Она теперь сначала видела его и переживала теперь все то, что она чувствовала тогда. Она вспомнила продолжительный, грустный, строгий взгляд его при этих словах и поняла значение упрека и отчаяния этого продолжительного взгляда.
«Я согласилась, – говорила себе теперь Наташа, – что было бы ужасно, если б он остался всегда страдающим. Я сказала это тогда так только потому, что для него это было бы ужасно, а он понял это иначе. Он подумал, что это для меня ужасно бы было. Он тогда еще хотел жить – боялся смерти. И я так грубо, глупо сказала ему. Я не думала этого. Я думала совсем другое. Если бы я сказала то, что думала, я бы сказала: пускай бы он умирал, все время умирал бы перед моими глазами, я была бы счастлива в сравнении с тем, что я теперь. Теперь… Ничего, никого нет. Знал ли он это? Нет. Не знал и никогда не узнает. И теперь никогда, никогда уже нельзя поправить этого». И опять он говорил ей те же слова, но теперь в воображении своем Наташа отвечала ему иначе.

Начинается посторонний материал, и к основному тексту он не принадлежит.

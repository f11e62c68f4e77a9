//! Target allocations per risk tolerance and the mock valuation drift
//! applied when a portfolio is rebalanced.

use rand::Rng;
use std::fmt;
use std::str::FromStr;

use crate::mock_data::slice;
use crate::models::{AllocationSlice, Portfolio};

/// Total value moves by a factor drawn from this range on every rebalance.
pub const VALUE_DRIFT: std::ops::Range<f64> = -0.01..0.02;

#[derive(Debug, Clone, Copy, PartialEq, Eq)]
pub enum RiskTolerance {
    Conservative,
    Moderate,
    ModerateAggressive,
    Aggressive,
}

impl fmt::Display for RiskTolerance {
    fn fmt(&self, f: &mut fmt::Formatter<'_>) -> fmt::Result {
        let s = match self {
            RiskTolerance::Conservative => "Conservative",
            RiskTolerance::Moderate => "Moderate",
            RiskTolerance::ModerateAggressive => "Moderate-Aggressive",
            RiskTolerance::Aggressive => "Aggressive",
        };
        f.write_str(s)
    }
}

impl FromStr for RiskTolerance {
    type Err = String;
    /// Exact profile labels only; anything else keeps the current allocation.
    fn from_str(s: &str) -> Result<Self, Self::Err> {
        match s {
            "Conservative" => Ok(RiskTolerance::Conservative),
            "Moderate" => Ok(RiskTolerance::Moderate),
            "Moderate-Aggressive" => Ok(RiskTolerance::ModerateAggressive),
            "Aggressive" => Ok(RiskTolerance::Aggressive),
            _ => Err(format!("unknown risk tolerance: {}", s)),
        }
    }
}

impl RiskTolerance {
    /// Percentages for Index Funds, Mutual Funds, ETFs, Stocks, Gold/SGBs.
    const fn weights(&self) -> [f64; 5] {
        match self {
            RiskTolerance::Conservative => [20.0, 30.0, 10.0, 5.0, 35.0],
            RiskTolerance::Moderate => [35.0, 25.0, 20.0, 10.0, 10.0],
            RiskTolerance::ModerateAggressive => [45.0, 22.0, 18.0, 8.0, 7.0],
            RiskTolerance::Aggressive => [50.0, 20.0, 15.0, 10.0, 5.0],
        }
    }

    pub fn target_allocation(&self) -> Vec<AllocationSlice> {
        const BUCKETS: [(&str, &str); 5] = [
            ("Index Funds", "#4F46E5"),
            ("Mutual Funds", "#10B981"),
            ("ETFs", "#F59E0B"),
            ("Stocks", "#8B5CF6"),
            ("Gold/SGBs", "#EC4899"),
        ];
        BUCKETS
            .iter()
            .zip(self.weights())
            .map(|((name, color), pct)| slice(name, pct, color))
            .collect()
    }
}

pub fn round2(v: f64) -> f64 {
    (v * 100.0).round() / 100.0
}

/// Apply the target allocation for `risk_tolerance` (unknown labels keep the
/// current one) and drift the total value.
pub fn rebalance<R: Rng + ?Sized>(portfolio: &mut Portfolio, risk_tolerance: &str, rng: &mut R) {
    match risk_tolerance.parse::<RiskTolerance>() {
        Ok(risk) => portfolio.allocation = risk.target_allocation(),
        Err(e) => tracing::warn!("{} - keeping current allocation", e),
    }
    let drift = rng.gen_range(VALUE_DRIFT);
    portfolio.total_value = round2(portfolio.total_value * (1.0 + drift));
}

#[cfg(test)]
mod tests {
    use super::*;
    use crate::mock_data::{DEMO_USER_ID, portfolios};
    use rand::SeedableRng;
    use rand::rngs::StdRng;

    #[test]
    fn every_target_sums_to_100() {
        for risk in [
            RiskTolerance::Conservative,
            RiskTolerance::Moderate,
            RiskTolerance::ModerateAggressive,
            RiskTolerance::Aggressive,
        ] {
            let total: f64 = risk.target_allocation().iter().map(|s| s.percentage).sum();
            assert!((total - 100.0).abs() < 1e-9, "{risk} sums to {total}");
            assert_eq!(risk.to_string().parse::<RiskTolerance>(), Ok(risk));
        }
    }

    #[test]
    fn rebalance_applies_target_and_bounded_drift() {
        let mut rng = StdRng::seed_from_u64(7);
        let mut p = portfolios().remove(DEMO_USER_ID).unwrap();
        let before = p.total_value;
        rebalance(&mut p, "Moderate-Aggressive", &mut rng);

        let pcts: Vec<f64> = p.allocation.iter().map(|s| s.percentage).collect();
        assert_eq!(pcts, vec![45.0, 22.0, 18.0, 8.0, 7.0]);
        assert!(p.total_value >= round2(before * 0.99) - 0.01);
        assert!(p.total_value <= round2(before * 1.02) + 0.01);
        assert_eq!(p.total_value, round2(p.total_value));
    }

    #[test]
    fn unknown_tolerance_keeps_allocation() {
        let mut rng = StdRng::seed_from_u64(1);
        let mut p = portfolios().remove(DEMO_USER_ID).unwrap();
        let original = p.allocation.clone();
        rebalance(&mut p, "YOLO", &mut rng);
        assert_eq!(p.allocation, original);
    }
}
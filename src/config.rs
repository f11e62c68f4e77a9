use serde::{Deserialize, Serialize};
use std::env;
use std::fs;
use std::net::SocketAddr;
use std::path::Path;

use crate::news::PLACEHOLDER_NEWS_API_KEY;

/// Main configuration structure for the finance backend
#[derive(Debug, Clone, Serialize, Deserialize, Default)]
pub struct Config {
    #[serde(default)]
    pub server: ServerConfig,
    #[serde(default)]
    pub news: NewsConfig,
}

#[derive(Debug, Clone, Serialize, Deserialize)]
pub struct ServerConfig {
    pub name: String,
    pub version: String,
    /// host:port to listen on
    pub bind: String,
}

impl Default for ServerConfig {
    fn default() -> Self {
        Self {
            name: "empathic-finance".to_string(),
            version: env!("CARGO_PKG_VERSION").to_string(),
            bind: "0.0.0.0:5000".to_string(),
        }
    }
}

#[derive(Debug, Clone, Serialize, Deserialize)]
pub struct NewsConfig {
    pub api_key: String,
    pub base_url: String,
    pub country: String,
    pub category: String,
    pub timeout_seconds: u64,
}

impl Default for NewsConfig {
    fn default() -> Self {
        Self {
            api_key: PLACEHOLDER_NEWS_API_KEY.to_string(),
            base_url: "https://newsapi.org/v2/top-headlines".to_string(),
            country: "in".to_string(),
            category: "business".to_string(),
            timeout_seconds: 10,
        }
    }
}

impl NewsConfig {
    pub fn has_live_key(&self) -> bool {
        !self.api_key.trim().is_empty() && self.api_key != PLACEHOLDER_NEWS_API_KEY
    }
}

impl Config {
    /// Load configuration from file with environment variable overrides
    /// ALWAYS returns a valid config - never fails
    pub fn load() -> Self {
        for path in ["../.env", ".env"] {
            if dotenvy::from_path(path).is_ok() {
                tracing::info!("Loaded .env from: {}", path);
                break;
            }
        }

        let config_path = env::var("EF_CONFIG_PATH").unwrap_or_else(|_| "config.yaml".to_string());
        let mut config = Self::from_file(Path::new(&config_path));

        config.apply_env_overrides(|key| env::var(key).ok());

        // Validate configuration - log warnings but don't fail
        if let Err(e) = config.validate() {
            tracing::warn!("Config validation warnings: {} - continuing anyway", e);
        }

        config
    }

    fn from_file(path: &Path) -> Self {
        if !path.exists() {
            tracing::warn!("Config file not found at {} - using defaults", path.display());
            return Self::default();
        }
        match fs::read_to_string(path) {
            Ok(contents) => Self::from_yaml(&contents).unwrap_or_else(|e| {
                tracing::error!(
                    "Failed to parse config file {}: {} - using defaults",
                    path.display(),
                    e
                );
                Self::default()
            }),
            Err(e) => {
                tracing::error!(
                    "Failed to read config file {}: {} - using defaults",
                    path.display(),
                    e
                );
                Self::default()
            }
        }
    }

    pub fn from_yaml(contents: &str) -> Result<Self, serde_yaml::Error> {
        let config = serde_yaml::from_str::<Config>(contents)?;
        tracing::info!("Loaded configuration from YAML");
        Ok(config)
    }

    /// Apply environment variable overrides. `lookup` is `std::env::var` in
    /// production and a map in tests.
    fn apply_env_overrides<F>(&mut self, lookup: F)
    where
        F: Fn(&str) -> Option<String>,
    {
        // Server overrides
        if let Some(name) = lookup("EF_SERVER_NAME") {
            self.server.name = name;
        }
        if let Some(bind) = lookup("EF_HTTP_BIND") {
            self.server.bind = bind;
        }

        // News overrides
        if let Some(key) = lookup("NEWS_API_KEY") {
            self.news.api_key = key;
        }
        if let Some(url) = lookup("NEWS_API_URL") {
            self.news.base_url = url;
        }
        if let Some(country) = lookup("NEWS_COUNTRY") {
            self.news.country = country;
        }
        if let Some(category) = lookup("NEWS_CATEGORY") {
            self.news.category = category;
        }
        if let Some(timeout) = lookup("NEWS_TIMEOUT_SECONDS") {
            match timeout.parse() {
                Ok(secs) => self.news.timeout_seconds = secs,
                Err(_) => tracing::warn!("Ignoring invalid NEWS_TIMEOUT_SECONDS '{}'", timeout),
            }
        }
    }

    /// Validate configuration
    fn validate(&self) -> Result<(), Box<dyn std::error::Error>> {
        self.bind_addr()?;
        if self.news.timeout_seconds == 0 {
            return Err("News timeout_seconds cannot be 0".into());
        }
        if self.news.has_live_key() && !self.news.base_url.starts_with("http") {
            return Err(format!("News base_url '{}' is not an http(s) URL", self.news.base_url).into());
        }
        Ok(())
    }

    pub fn bind_addr(&self) -> Result<SocketAddr, std::net::AddrParseError> {
        self.server.bind.parse()
    }
}
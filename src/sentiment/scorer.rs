//! Lexicon sentiment scoring.
//!
//! The primary score comes from VADER, which is tuned for short informal
//! text; a second, independent pattern lexicon supplies polarity and
//! subjectivity for display. Only the VADER compound score decides the label.

use serde::{Deserialize, Serialize};
use std::fmt;
use vader_sentiment::SentimentIntensityAnalyzer;

use super::pattern::{PatternAnalyzer, PatternScore};

pub const POSITIVE_THRESHOLD: f64 = 0.05;
pub const NEGATIVE_THRESHOLD: f64 = -0.05;

#[derive(Debug, Clone, Copy, PartialEq, Eq, Hash, Serialize, Deserialize)]
#[serde(rename_all = "lowercase")]
pub enum SentimentLabel {
    Positive,
    Negative,
    Neutral,
}

impl SentimentLabel {
    pub fn from_compound(compound: f64) -> Self {
        if compound >= POSITIVE_THRESHOLD {
            SentimentLabel::Positive
        } else if compound <= NEGATIVE_THRESHOLD {
            SentimentLabel::Negative
        } else {
            SentimentLabel::Neutral
        }
    }

    pub const fn emoji(&self) -> &'static str {
        match self {
            SentimentLabel::Positive => "😊",
            SentimentLabel::Negative => "😟",
            SentimentLabel::Neutral => "😐",
        }
    }
}

impl fmt::Display for SentimentLabel {
    fn fmt(&self, f: &mut fmt::Formatter<'_>) -> fmt::Result {
        let s = match self {
            SentimentLabel::Positive => "positive",
            SentimentLabel::Negative => "negative",
            SentimentLabel::Neutral => "neutral",
        };
        f.write_str(s)
    }
}

/// Raw scorer output before emotions and timestamp are attached.
#[derive(Debug, Clone, Copy, PartialEq)]
pub struct LexiconScores {
    pub compound: f64,
    pub positive: f64,
    pub negative: f64,
    pub neutral: f64,
    pub secondary: PatternScore,
}

impl LexiconScores {
    pub fn label(&self) -> SentimentLabel {
        SentimentLabel::from_compound(self.compound)
    }
}

pub struct LexiconScorer {
    vader: SentimentIntensityAnalyzer<'static>,
    pattern: PatternAnalyzer,
}

impl Default for LexiconScorer {
    fn default() -> Self {
        Self::new()
    }
}

impl LexiconScorer {
    pub fn new() -> Self {
        Self {
            vader: SentimentIntensityAnalyzer::new(),
            pattern: PatternAnalyzer::new(),
        }
    }

    /// Score any string. There is no error path; text without a single
    /// scorable token comes back fully neutral.
    pub fn score(&self, text: &str) -> LexiconScores {
        let scores = self.vader.polarity_scores(text);
        let get = |k: &str| scores.get(k).copied().unwrap_or(0.0);

        let (pos, neg) = (get("pos"), get("neg"));
        // Punctuation emphasis only amplifies existing valence. The crate
        // subtracts it when the token sum is exactly zero, so a plain "?" or
        // "!" would otherwise read as negative.
        let compound = if pos <= 0.0 && neg <= 0.0 {
            0.0
        } else {
            get("compound").clamp(-1.0, 1.0)
        };
        let (positive, negative, neutral) = normalize_proportions(pos, neg, get("neu"));

        LexiconScores {
            compound,
            positive,
            negative,
            neutral,
            secondary: self.pattern.score(text),
        }
    }
}

/// VADER rounds each proportion independently and reports all zeros when it
/// finds no tokens; rescale so the three always sum to 1.
fn normalize_proportions(pos: f64, neg: f64, neu: f64) -> (f64, f64, f64) {
    let pos = pos.max(0.0);
    let neg = neg.max(0.0);
    let neu = neu.max(0.0);
    let total = pos + neg + neu;
    if total <= f64::EPSILON {
        return (0.0, 0.0, 1.0);
    }
    (pos / total, neg / total, neu / total)
}
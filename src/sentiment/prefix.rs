use super::SentimentResult;
use super::emotion::EmotionTag;
use super::scorer::SentimentLabel;

/// One entry in the prefix priority table.
pub struct PrefixRule {
    pub name: &'static str,
    pub matches: fn(&SentimentResult) -> bool,
    pub prefix: &'static str,
}

/// Evaluated top to bottom; the first rule that matches wins.
/// `hopeful` deliberately has no rule of its own and falls through to the
/// label rules.
pub static PREFIX_RULES: [PrefixRule; 6] = [
    PrefixRule {
        name: "stressed",
        matches: |r| r.emotions.contains(EmotionTag::Stressed),
        prefix: "I understand this is stressful. Let's work through this together. ",
    },
    PrefixRule {
        name: "frustrated",
        matches: |r| r.emotions.contains(EmotionTag::Frustrated),
        prefix: "I can sense your frustration. Let me help you find a solution. ",
    },
    PrefixRule {
        name: "confused",
        matches: |r| r.emotions.contains(EmotionTag::Confused),
        prefix: "Let me clarify this for you in a simple way. ",
    },
    PrefixRule {
        name: "grateful",
        matches: |r| r.emotions.contains(EmotionTag::Grateful),
        prefix: "You're welcome! I'm happy to help. ",
    },
    PrefixRule {
        name: "negative",
        matches: |r| r.sentiment == SentimentLabel::Negative,
        prefix: "I hear you, and I'm here to help. ",
    },
    PrefixRule {
        name: "positive",
        matches: |r| r.sentiment == SentimentLabel::Positive,
        prefix: "Great! I'm glad to hear that. ",
    },
];

/// The rule that fires for `result`, if any.
pub fn matching_rule(result: &SentimentResult) -> Option<&'static PrefixRule> {
    PREFIX_RULES.iter().find(|rule| (rule.matches)(result))
}

/// Empathetic prefix for a result; empty when nothing matches.
pub fn select_prefix(result: &SentimentResult) -> &'static str {
    matching_rule(result).map(|rule| rule.prefix).unwrap_or("")
}
use serde::{Deserialize, Serialize};
use std::{fmt, str::FromStr};
use thiserror::Error;

/// Identifier accepted by the weather feed.
///
/// A WOEID is numeric and selects the standard two-day feed. A LID (e.g. `USNC0558`)
/// selects the extended five-day feed.
#[derive(Debug, Clone, PartialEq, Eq, Hash, Serialize, Deserialize)]
#[serde(rename_all = "lowercase")]
pub enum LocationId {
    Woeid(String),
    Lid(String),
}

#[derive(Debug, Clone, PartialEq, Eq, Error)]
pub enum LocationIdError {
    #[error("location code is empty")]
    Empty,
}

impl LocationId {
    pub fn as_str(&self) -> &str {
        match self {
            LocationId::Woeid(code) | LocationId::Lid(code) => code,
        }
    }

    pub fn is_lid(&self) -> bool {
        matches!(self, LocationId::Lid(_))
    }
}

impl FromStr for LocationId {
    type Err = LocationIdError;

    /// Codes starting with a letter are LIDs, anything else is treated as a WOEID.
    fn from_str(code: &str) -> Result<Self, Self::Err> {
        let first = code.chars().next().ok_or(LocationIdError::Empty)?;

        if first.is_alphabetic() {
            Ok(LocationId::Lid(code.to_string()))
        } else {
            Ok(LocationId::Woeid(code.to_string()))
        }
    }
}

impl fmt::Display for LocationId {
    fn fmt(&self, f: &mut fmt::Formatter<'_>) -> fmt::Result {
        f.write_str(self.as_str())
    }
}

/// Pull the LID out of a feed permalink such as
/// `http://us.rd.yahoo.com/.../*http://weather.yahoo.com/forecast/USNC0558_f.html`.
///
/// The feed has no dedicated LID element, so this depends on the permalink layout.
pub fn lid_from_permalink(link: &str) -> Option<String> {
    let tail = link.split("/forecast/").nth(1)?;
    let lid = tail.split('_').next()?;

    if lid.is_empty() { None } else { Some(lid.to_string()) }
}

Она останавливала его и говорила: «Ужасно для вас, но не для меня. Вы знайте, что мне без вас нет ничего в жизни, и страдать с вами для меня лучшее счастие». И он брал ее руку и жал ее так, как он жал ее в тот страшный вечер, за четыре дня перед смертью. И в воображении своем она говорила ему еще другие нежные, любовные речи, которые она могла бы сказать тогда, которые она говорила теперь. «Я люблю тебя… тебя… люблю, люблю…» – говорила она, судорожно сжимая руки, стискивая зубы с ожесточенным усилием.
И сладкое горе охватывало ее, и слезы уже выступали в глаза, но вдруг она спрашивала себя: кому она говорит это? Где он и кто он теперь? И опять все застилалось сухим, жестким недоумением, и опять, напряженно сдвинув брови, она вглядывалась туда, где он был. И вот, вот, ей казалось, она проникает тайну… Но в ту минуту, как уж ей открывалось, казалось, непонятное, громкий стук ручки замка двери болезненно поразил ее слух. Быстро и неосторожно, с испуганным, незанятым ею выражением лица, в комнату вошла горничная Дуняша.